I know in my heart of hearts, as they say, deep down in my soul, I understand these Prison Dreams to be rooted in both guilt and fear. I feel guilty for the life I lived before, and I am afraid I will lose the life I have today. I don’t like to admit this. I wish my faith was stronger. I believe with all my heart, at least while I am conscious, that my life is not my own. I trust the Gospel that promises I have been redeemed by God and my sins are forgiven. But no matter how much I declare this, the dreams still come.

To make these nightmares stop, I need to be able to be honest and be open about my past. I am confident, when we express our guilts and fears, they lose power and eventually they disintegrate. No question, I’m trying to knock out a big one here, and it’s bound to get harder before it gets easier. But I can testify, when we choose transparency instead of hiding, and we choose authenticity instead of lies, we will allow others to help, and we will conquer our demons.

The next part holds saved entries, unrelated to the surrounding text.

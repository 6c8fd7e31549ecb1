//! Table metadata errors

use thiserror::Error;

/// Result type for table metadata operations
pub type TableResult<T> = Result<T, TableError>;

/// Errors raised while deriving a primary-key layout from table metadata
#[derive(Debug, Clone, PartialEq, Eq, Error)]
pub enum TableError {
    #[error("Table '{0}' declares no primary key columns")]
    EmptyPrimaryKey(String),

    #[error("Table '{0}' has no user primary key columns after its prefix columns")]
    NoUserColumns(String),

    #[error("Table '{0}' is a tenant-specific view index and requires a bound tenant")]
    TenantRequired(String),

    #[error("Salt bucket count {0} is out of range (1..=256)")]
    InvalidSaltBuckets(u32),

    #[error("Duplicate primary key column: {0}")]
    DuplicateColumn(String),

    #[error("Column id {0} is declared twice or collides with a reserved id")]
    DuplicateColumnId(u32),
}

So this is me trying to conquer my demons. I’m done with these dreams wrecking my sleep night after night. So I am telling my story because I believe in the power of transparency. I never planned to write about dreams, but apparently this was something I had to do in order to move forward on my journey. This is not a story about how to fix your bad dreams because honestly, I am still having them. This is just my story, an honest account of what I’m going through because I believe life is better with help. To get help, you need to let people in, and you need to let stuff out. The one thing I know for sure after finishing this story, is that I need to start writing about my time incarcerated as a kid. As difficult as it will be to unearth those memories, I know it’s time to tell that part of my story.